The Court of Appeal today handed down judgment allowing the appeal in Personal Touch Financial Services Ltd v SimplySure Ltd and Usay Business Ltd [2016] EWCA Civ 461. The appointed representative, which sold private medical insurance, had permitted advisors who were not authorised by its principal firm to complete the initial section of a fact-find. It followed that if completion of the initial section of the questionnaire amounted to a regulated activity, this would be in breach of the appointed representative agreement with the principal firm. The initial section of the form included questions about personal details and existing medical insurance. In particular, there was a question about the type of any such insurance.

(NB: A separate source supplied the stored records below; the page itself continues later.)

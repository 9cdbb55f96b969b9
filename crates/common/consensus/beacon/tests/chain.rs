mod common;

use common::Harness;
use ream_consensus_beacon::{
    participation::has_flag, per_slot_processing::process_slots, state_transition::advance_slots,
};
use ream_consensus_misc::constants::{
    EFFECTIVE_BALANCE_INCREMENT, FAR_FUTURE_EPOCH, MAX_EFFECTIVE_BALANCE, SLOTS_PER_EPOCH,
    TIMELY_TARGET_FLAG_INDEX,
};
use ream_network_spec::{fork_name::ForkName, networks::beacon_network_spec};

#[test]
fn test_empty_slot_only_touches_slot_and_roots() {
    let harness = Harness::new(4, ForkName::Phase0);
    let state = advance_slots(&harness.state, 1).expect("slot advances");

    let mut advanced = advance_slots(&state, 2).expect("slot advances");
    assert_eq!(advanced.slot, 2);
    assert_ne!(advanced.state_roots, state.state_roots);
    assert_ne!(advanced.block_roots, state.block_roots);

    advanced.slot = state.slot;
    advanced.state_roots = state.state_roots.clone();
    advanced.block_roots = state.block_roots.clone();
    assert_eq!(advanced, state);
}

#[test]
fn test_first_epoch_without_attestations() {
    let harness = Harness::new(4, ForkName::Phase0);
    let mut state = harness.state.clone();

    let summaries = process_slots(&mut state, SLOTS_PER_EPOCH).expect("epoch transition runs");

    assert_eq!(summaries.len(), 1);
    assert_eq!(summaries[0].epoch, 0);
    // Stake sums are floored at one increment
    assert_eq!(
        summaries[0].previous_epoch_target_balance,
        EFFECTIVE_BALANCE_INCREMENT
    );
    assert_eq!(
        summaries[0].current_epoch_target_balance,
        EFFECTIVE_BALANCE_INCREMENT
    );
    let pending = state.pending_attestations().expect("phase0 state");
    assert!(pending.previous_epoch_attestations.is_empty());
    assert!(pending.current_epoch_attestations.is_empty());
    assert!(
        state
            .balances
            .iter()
            .all(|balance| *balance == MAX_EFFECTIVE_BALANCE)
    );
    assert_eq!(state.validators, harness.state.validators);
}

#[test]
fn test_altair_chain_finalizes() {
    let mut harness = Harness::new(64, ForkName::Altair);
    let start_epoch = beacon_network_spec().altair_fork_epoch;
    let last_slot = (start_epoch + 2) * SLOTS_PER_EPOCH - 1;

    harness.extend_chain_with_attestations(last_slot);
    assert_eq!(harness.state.current_justified_checkpoint.epoch, start_epoch);
    assert_eq!(harness.state.finalized_checkpoint.epoch, 0);

    let balances = harness.state.balances.clone();
    let state = advance_slots(&harness.state, last_slot + 1).expect("epoch transition runs");

    assert_eq!(state.current_justified_checkpoint.epoch, start_epoch + 1);
    assert_eq!(state.finalized_checkpoint.epoch, start_epoch);
    assert!(
        state
            .balances
            .iter()
            .zip(balances.iter())
            .all(|(after, before)| after > before)
    );
    let flags = state.participation_flags().expect("altair state");
    assert!(flags.inactivity_scores.iter().all(|score| *score == 0));
    assert!(flags.current_epoch_participation.iter().all(|flag| *flag == 0));
}

#[test]
fn test_upgrade_translates_pending_attestations() {
    let mut harness = Harness::new(64, ForkName::Phase0);
    let fork_slot = beacon_network_spec().altair_fork_epoch * SLOTS_PER_EPOCH;

    harness.extend_chain_with_attestations(fork_slot - 1);
    assert_eq!(harness.state.fork_name(), ForkName::Phase0);

    let state = advance_slots(&harness.state, fork_slot).expect("fork upgrade runs");

    assert_eq!(state.fork_name(), ForkName::Altair);
    assert_eq!(
        state.fork.previous_version,
        beacon_network_spec().genesis_fork_version
    );
    let flags = state.participation_flags().expect("altair state");
    // Each slot has one committee of two; the last slot of the epoch never got included
    let target_attesters = flags
        .previous_epoch_participation
        .iter()
        .filter(|flag| has_flag(**flag, TIMELY_TARGET_FLAG_INDEX))
        .count();
    assert_eq!(target_attesters, 62);
    assert_eq!(flags.current_sync_committee, flags.next_sync_committee);
}

#[test]
fn test_validator_epochs_stay_ordered() {
    let mut harness = Harness::new(64, ForkName::Phase0);
    harness.extend_chain_with_attestations(2 * SLOTS_PER_EPOCH + 3);

    for validator in harness.state.validators.iter() {
        let epochs = [
            validator.activation_eligibility_epoch,
            validator.activation_epoch,
            validator.exit_epoch,
            validator.withdrawable_epoch,
        ]
        .into_iter()
        .filter(|epoch| *epoch != FAR_FUTURE_EPOCH)
        .collect::<Vec<_>>();
        assert!(epochs.is_sorted());
    }
}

Considering the commentary in PERG, the Court of Appeal held that completion of the initial section of the form amounted to carrying on a regulated activity under RAO article 25(1) and (2) (“arranging deals in investments”). The scope of art 25 was deliberately wide. Completion of the initial section amounted to “making arrangements for” the potential client to buy the insurance (art 25(1)) and also “making arrangements with a view to” him buying the insurance. The purpose of completing the form was the purchase of insurance and arranging for the representative to visit or interview the client was an “arrangement”. The representative was in a position where he “could” advise the client. Answering the question about the type of existing insurance required a degree of specialist knowledge.

There was no need to consider the art 26 exclusion, as this only applied to art 25(1) and the activity also fell within art 25(2) in any event.